Nassim Taleb is refreshing because he writes on social phenomena in a way at a great distance from the usual platitudes of right and left, and that leaves him agreeing with one or the other in ways that seem fortuitous.
I just finished reading SKIN IN THE GAME (2018).
The essential idea of the book is that one shouldn't take advice from anyone who doesn't stand to lose if the advice is wrong. Don't buy stock in Apple on the basis of a case made to you by someone who has no Apple in his own portfolio.
This is connected in Taleb's mind with the idea of "fat tails," extraordinary events that aren't at all as extraordinary as they "should" be under Bell-curve or Gaussian probability theory. A bell curve maps one dimension, which can be for example the earnings of Apple next year. The highest point is the most likely outcome. Some absurdly high number for Apple's earning would be the "tail" figure on one head, and bankruptcy-forcing disaster for Apple would be the "tail" on the other. Disasters happen. So do windfalls. "Hundred year floods" come by every twenty years or so. Tails are fat.
Combine the two ideas -- skin in the game and the fatness of tails -- and one gets the precautionary principle. This is the notion that we shouldn't do or allow X if X might create a disaster, where a lot of room is allowed for the word "might." There are always people who want us to do X and who lecture us on the relative improbability of the disaster (it's way over at the tail of the curve), and the selfishness of obsessing over that rather than looking to the other side, to the good X will do if the disaster doesn't happen.
Taleb says in such situations, first, that people who urge us to do X generally do so after assuring themselves they would not be hurt by the disaster: taking their own skin out of the game; second, that the disaster is more likely than they condescendingly explain. They are assuming the tails are thin.
But let's get back to the left/right stuff. One of Taleb's common examples of the precautionary principle is the growth of genetically engineered agriculture. This could very well end in disaster: he is not explicit in this book about the contemplated disaster, but he seems to have in mind crop failures that would in turn lead to famines.

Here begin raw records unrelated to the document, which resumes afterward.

#[cfg(test)]
mod tests {
    use super::*;
    use capy_apps::{CatalogError, LaunchableApp};
    use capy_prefs::{LEGACY_SELECTED_KEY, MemoryPrefs, SAVED_APPS_KEY};
    use std::sync::Arc;

    struct FakeCatalog {
        apps: Vec<LaunchableApp>,
        fail: bool,
    }

    impl FakeCatalog {
        fn new(apps: &[(&str, &str)]) -> Self {
            Self {
                apps: apps
                    .iter()
                    .map(|(id, label)| LaunchableApp {
                        package_id: id.to_string(),
                        label: label.to_string(),
                    })
                    .collect(),
                fail: false,
            }
        }

        fn numbered(count: usize) -> Self {
            let apps: Vec<(String, String)> = (0..count)
                .map(|i| (format!("p{i:02}"), format!("App {i:02}")))
                .collect();
            let refs: Vec<(&str, &str)> = apps
                .iter()
                .map(|(id, label)| (id.as_str(), label.as_str()))
                .collect();
            Self::new(&refs)
        }
    }

    impl CatalogReader for FakeCatalog {
        fn query_launchable_apps(&self) -> Result<Vec<LaunchableApp>, CatalogError> {
            if self.fail {
                return Err(CatalogError::NoApplicationDirectories);
            }
            Ok(self.apps.clone())
        }
    }

    type Engine = SelectionEngine<FakeCatalog, Arc<MemoryPrefs>>;

    fn engine_with(catalog: FakeCatalog, prefs: &Arc<MemoryPrefs>) -> Engine {
        let mut engine = SelectionEngine::new(catalog, Arc::clone(prefs));
        engine.load();
        engine
    }

    fn selected_labels(engine: &Engine) -> Vec<&str> {
        engine.selected_view().iter().map(|r| r.display_name()).collect()
    }

    fn saved_ids(prefs: &Arc<MemoryPrefs>) -> Vec<String> {
        SavedAppsStore::new(Arc::clone(prefs))
            .load()
            .into_iter()
            .map(|e| e.package_id)
            .collect()
    }

    fn assert_views_consistent(engine: &Engine) {
        assert!(engine.selected_count() <= MAX_SELECTED);
        let selected: HashSet<&str> = engine
            .selected_view()
            .iter()
            .map(|r| r.package_id.as_str())
            .collect();
        assert_eq!(selected.len(), engine.selected_count());
        assert!(engine.selected_view().iter().all(|r| r.is_selected));
        for record in engine.catalog_view() {
            assert_eq!(
                record.is_selected,
                selected.contains(record.package_id.as_str())
            );
        }
    }

    #[test]
    fn fresh_load_has_nothing_selected() {
        let prefs = Arc::new(MemoryPrefs::new());
        let engine = engine_with(FakeCatalog::new(&[("p2", "Beta"), ("p1", "Alpha")]), &prefs);

        assert!(engine.selected_view().is_empty());
        let labels: Vec<_> = engine.catalog_view().iter().map(|r| r.label.as_str()).collect();
        assert_eq!(labels, ["Alpha", "Beta"]);
        assert!(engine.catalog_view().iter().all(|r| !r.is_selected));
    }

    #[test]
    fn catalog_sort_ignores_case() {
        let prefs = Arc::new(MemoryPrefs::new());
        let engine = engine_with(
            FakeCatalog::new(&[("z", "zulu"), ("b", "Bravo"), ("a", "alpha")]),
            &prefs,
        );
        let labels: Vec<_> = engine.catalog_view().iter().map(|r| r.label.as_str()).collect();
        assert_eq!(labels, ["alpha", "Bravo", "zulu"]);
    }

    #[test]
    fn selection_keeps_toggle_order_and_persists() {
        let prefs = Arc::new(MemoryPrefs::new());
        let mut engine = engine_with(FakeCatalog::new(&[("p1", "Alpha"), ("p2", "Beta")]), &prefs);

        assert!(engine.toggle_selection("p2").is_applied());
        assert!(engine.toggle_selection("p1").is_applied());

        assert_eq!(selected_labels(&engine), ["Beta", "Alpha"]);
        assert_eq!(saved_ids(&prefs), ["p2", "p1"]);
        assert_views_consistent(&engine);
    }

    #[test]
    fn eleventh_selection_is_ignored() {
        let prefs = Arc::new(MemoryPrefs::new());
        let mut engine = engine_with(FakeCatalog::numbered(12), &prefs);

        for i in 0..MAX_SELECTED {
            assert!(engine.toggle_selection(&format!("p{i:02}")).is_applied());
        }
        assert!(engine.is_full());
        assert_eq!(engine.remaining_slots(), 0);

        let before = engine.selected_view().to_vec();
        assert_eq!(
            engine.toggle_selection("p10"),
            Change::Ignored(IgnoreReason::SelectionFull)
        );
        assert_eq!(engine.selected_view(), &before[..]);
        assert!(!engine.find("p10").unwrap().is_selected);
        assert_eq!(saved_ids(&prefs).len(), MAX_SELECTED);

        // Unselecting still works at the cap.
        assert!(engine.toggle_selection("p03").is_applied());
        assert_eq!(engine.selected_count(), MAX_SELECTED - 1);
        assert_views_consistent(&engine);
    }

    #[test]
    fn toggle_sequences_respect_the_cap() {
        let prefs = Arc::new(MemoryPrefs::new());
        let mut engine = engine_with(FakeCatalog::numbered(15), &prefs);

        // Deterministic pseudo-random walk over the ids.
        let mut state: u32 = 7;
        for _ in 0..300 {
            state = state.wrapping_mul(1_103_515_245).wrapping_add(12_345);
            let id = format!("p{:02}", (state >> 16) % 15);
            engine.toggle_selection(&id);
            assert_views_consistent(&engine);
        }

        let persisted = saved_ids(&prefs);
        let in_memory: Vec<_> = engine
            .selected_view()
            .iter()
            .map(|r| r.package_id.clone())
            .collect();
        assert_eq!(persisted, in_memory);
    }

    #[test]
    fn double_toggle_restores_composition_not_position() {
        let prefs = Arc::new(MemoryPrefs::new());
        let mut engine = engine_with(
            FakeCatalog::new(&[("a", "A"), ("b", "B"), ("c", "C")]),
            &prefs,
        );
        for id in ["a", "b", "c"] {
            engine.toggle_selection(id);
        }

        engine.toggle_selection("a");
        engine.toggle_selection("a");

        assert_eq!(selected_labels(&engine), ["B", "C", "A"]);
        assert_views_consistent(&engine);
    }

    #[test]
    fn unknown_ids_are_ignored() {
        let prefs = Arc::new(MemoryPrefs::new());
        let mut engine = engine_with(FakeCatalog::new(&[("a", "A")]), &prefs);

        assert_eq!(
            engine.toggle_selection("ghost"),
            Change::Ignored(IgnoreReason::UnknownApp)
        );
        assert_eq!(
            engine.rename("ghost", "Boo"),
            Change::Ignored(IgnoreReason::UnknownApp)
        );
        assert!(!prefs.contains(SAVED_APPS_KEY));
    }

    #[test]
    fn reorder_swaps_exact_positions() {
        let prefs = Arc::new(MemoryPrefs::new());
        let mut engine = engine_with(
            FakeCatalog::new(&[("a", "A"), ("b", "B"), ("c", "C"), ("d", "D")]),
            &prefs,
        );
        for id in ["a", "b", "c", "d"] {
            engine.toggle_selection(id);
        }

        assert!(engine.reorder(0, 3).is_applied());
        assert_eq!(selected_labels(&engine), ["D", "B", "C", "A"]);
        assert_eq!(saved_ids(&prefs), ["d", "b", "c", "a"]);

        assert!(engine.move_up(2).is_applied());
        assert_eq!(selected_labels(&engine), ["D", "C", "B", "A"]);
        assert!(engine.move_down(0).is_applied());
        assert_eq!(selected_labels(&engine), ["C", "D", "B", "A"]);
    }

    #[test]
    fn invalid_reorders_are_ignored() {
        let prefs = Arc::new(MemoryPrefs::new());
        let mut engine = engine_with(FakeCatalog::new(&[("a", "A"), ("b", "B")]), &prefs);
        engine.toggle_selection("a");
        engine.toggle_selection("b");

        assert_eq!(
            engine.reorder(1, 1),
            Change::Ignored(IgnoreReason::SamePosition)
        );
        assert_eq!(
            engine.reorder(0, 2),
            Change::Ignored(IgnoreReason::IndexOutOfRange)
        );
        assert_eq!(
            engine.reorder(usize::MAX, 0),
            Change::Ignored(IgnoreReason::IndexOutOfRange)
        );
        assert_eq!(
            engine.move_up(0),
            Change::Ignored(IgnoreReason::IndexOutOfRange)
        );
        assert_eq!(
            engine.move_down(1),
            Change::Ignored(IgnoreReason::IndexOutOfRange)
        );
        assert_eq!(selected_labels(&engine), ["A", "B"]);
    }

    #[test]
    fn rename_updates_both_views_and_survives_reload() {
        let prefs = Arc::new(MemoryPrefs::new());
        let mut engine = engine_with(FakeCatalog::new(&[("a", "Alpha"), ("b", "Beta")]), &prefs);
        engine.toggle_selection("a");

        assert!(engine.rename("a", "Ärger").is_applied());
        assert_eq!(engine.find("a").unwrap().display_name(), "Ärger");
        assert_eq!(engine.selected_view()[0].display_name(), "Ärger");

        let reloaded = engine_with(FakeCatalog::new(&[("a", "Alpha"), ("b", "Beta")]), &prefs);
        assert_eq!(reloaded.selected_view()[0].display_name(), "Ärger");
        assert_eq!(reloaded.find("a").unwrap().custom_label.as_deref(), Some("Ärger"));
        assert!(reloaded.selected_view()[0].is_selected);
        assert_views_consistent(&reloaded);
    }

    #[test]
    fn blank_or_own_label_clears_custom_label() {
        let prefs = Arc::new(MemoryPrefs::new());
        let mut engine = engine_with(FakeCatalog::new(&[("a", "Alpha")]), &prefs);
        engine.toggle_selection("a");

        engine.rename("a", "Mine");
        engine.rename("a", "");
        engine.load();
        assert_eq!(engine.selected_view()[0].display_name(), "Alpha");
        assert_eq!(engine.selected_view()[0].custom_label, None);

        engine.rename("a", "Mine");
        engine.rename("a", "   ");
        assert_eq!(engine.selected_view()[0].custom_label, None);

        engine.rename("a", "Mine");
        engine.rename("a", "Alpha");
        assert_eq!(engine.selected_view()[0].custom_label, None);
    }

    #[test]
    fn load_keeps_saved_order_and_skips_uninstalled() {
        let prefs = Arc::new(MemoryPrefs::new());
        SavedAppsStore::new(Arc::clone(&prefs))
            .save(&[
                SavedEntry::new("c", Some("Sea".into())),
                SavedEntry::new("gone", None),
                SavedEntry::new("a", None),
            ])
            .unwrap();

        let engine = engine_with(
            FakeCatalog::new(&[("a", "A"), ("b", "B"), ("c", "C")]),
            &prefs,
        );

        assert_eq!(selected_labels(&engine), ["Sea", "A"]);
        assert_views_consistent(&engine);
        // Uninstalled entries stay stored until the next save.
        assert_eq!(saved_ids(&prefs), ["c", "gone", "a"]);
    }

    #[test]
    fn loaded_selection_is_marked_selected() {
        let prefs = Arc::new(MemoryPrefs::new());
        SavedAppsStore::new(Arc::clone(&prefs))
            .save(&[SavedEntry::new("a", None)])
            .unwrap();

        let engine = engine_with(FakeCatalog::new(&[("a", "A"), ("b", "B")]), &prefs);

        assert!(engine.selected_view()[0].is_selected);
        assert_eq!(engine.selected_view()[0], *engine.find("a").unwrap());
        assert!(!engine.find("b").unwrap().is_selected);
    }

    #[test]
    fn load_is_idempotent() {
        let prefs = Arc::new(MemoryPrefs::new());
        let mut engine = engine_with(FakeCatalog::new(&[("a", "A"), ("b", "B")]), &prefs);
        engine.toggle_selection("b");
        engine.rename("b", "Bee");

        engine.load();
        let catalog = engine.catalog_view().to_vec();
        let selected = engine.selected_view().to_vec();
        engine.load();

        assert_eq!(engine.catalog_view(), &catalog[..]);
        assert_eq!(engine.selected_view(), &selected[..]);
    }

    #[test]
    fn catalog_failure_yields_empty_views() {
        let prefs = Arc::new(MemoryPrefs::new());
        SavedAppsStore::new(Arc::clone(&prefs))
            .save(&[SavedEntry::new("a", None)])
            .unwrap();

        let mut catalog = FakeCatalog::new(&[("a", "A")]);
        catalog.fail = true;
        let engine = engine_with(catalog, &prefs);

        assert!(engine.catalog_view().is_empty());
        assert!(engine.selected_view().is_empty());
        assert_eq!(saved_ids(&prefs), ["a"]);
    }

    #[test]
    fn oversized_saved_list_is_capped() {
        let prefs = Arc::new(MemoryPrefs::new());
        let entries: Vec<SavedEntry> = (0..12)
            .map(|i| SavedEntry::new(format!("p{i:02}"), None))
            .collect();
        SavedAppsStore::new(Arc::clone(&prefs)).save(&entries).unwrap();

        let engine = engine_with(FakeCatalog::numbered(12), &prefs);
        assert_eq!(engine.selected_count(), MAX_SELECTED);
        assert!(!engine.find("p11").unwrap().is_selected);
        assert_views_consistent(&engine);
    }

    #[test]
    fn legacy_selection_is_migrated_on_first_load() {
        let prefs = Arc::new(MemoryPrefs::new());
        prefs
            .put_string_set(
                LEGACY_SELECTED_KEY,
                ["a", "b", "c"].iter().map(|s| s.to_string()).collect(),
            )
            .unwrap();

        let mut engine = engine_with(
            FakeCatalog::new(&[("a", "A"), ("b", "B"), ("c", "C"), ("d", "D")]),
            &prefs,
        );

        let mut ids = saved_ids(&prefs);
        ids.sort();
        assert_eq!(ids, ["a", "b", "c"]);
        assert!(!prefs.contains(LEGACY_SELECTED_KEY));
        assert_eq!(engine.selected_count(), 3);
        assert!(engine.selected_view().iter().all(|r| r.custom_label.is_none()));
        assert_views_consistent(&engine);

        let before = engine.selected_view().to_vec();
        engine.load();
        assert_eq!(engine.selected_view(), &before[..]);
    }

    #[test]
    fn subscribers_receive_changes() {
        let prefs = Arc::new(MemoryPrefs::new());
        let mut engine = SelectionEngine::new(FakeCatalog::new(&[("a", "A")]), Arc::clone(&prefs));
        let mut rx = engine.subscribe();

        engine.load();
        engine.toggle_selection("a");
        engine.rename("a", "Ay");
        engine.reorder(0, 0);

        assert_eq!(
            rx.try_recv().unwrap(),
            SelectionEvent::Loaded {
                catalog: 1,
                selected: 0
            }
        );
        assert_eq!(
            rx.try_recv().unwrap(),
            SelectionEvent::SelectionChanged {
                package_id: "a".into(),
                selected: true
            }
        );
        assert_eq!(
            rx.try_recv().unwrap(),
            SelectionEvent::Renamed {
                package_id: "a".into(),
                custom_label: Some("Ay".into())
            }
        );
        assert!(rx.try_recv().is_err());
    }
}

So far, you might say: ah, a leftie. The lefties are always blaming the Big Corporations of Big Ag and their service providers for one disaster or another. Taleb seems just to be coming around to taking their side by a slightly circuitous route.
But then he'll say something that sounds quite different, and yet the same. He writes about how young people ask him what he thinks they should do if they want to save the world. He replied, to you and presumably to them, that whatever you do out of such a grandiose motive will almost certainly worsen matters. Instead, he suggests: start a business. Devote your energies to serving your customers -- you will definitely have skin in that game, and you will likely end up doing it well, thus improving the world, where you personally touch the world.
He doesn't exhort young people toward starting a business selling synthetic chemicals to farmers, and I gather barriers to entry there would be high anyway. But the "start a business" idea is as rightward-sounding as the precautionary principles, as he applies it, is leftward sounding. And yet they also sound as if pulled each out of his gut, not like a patchwork.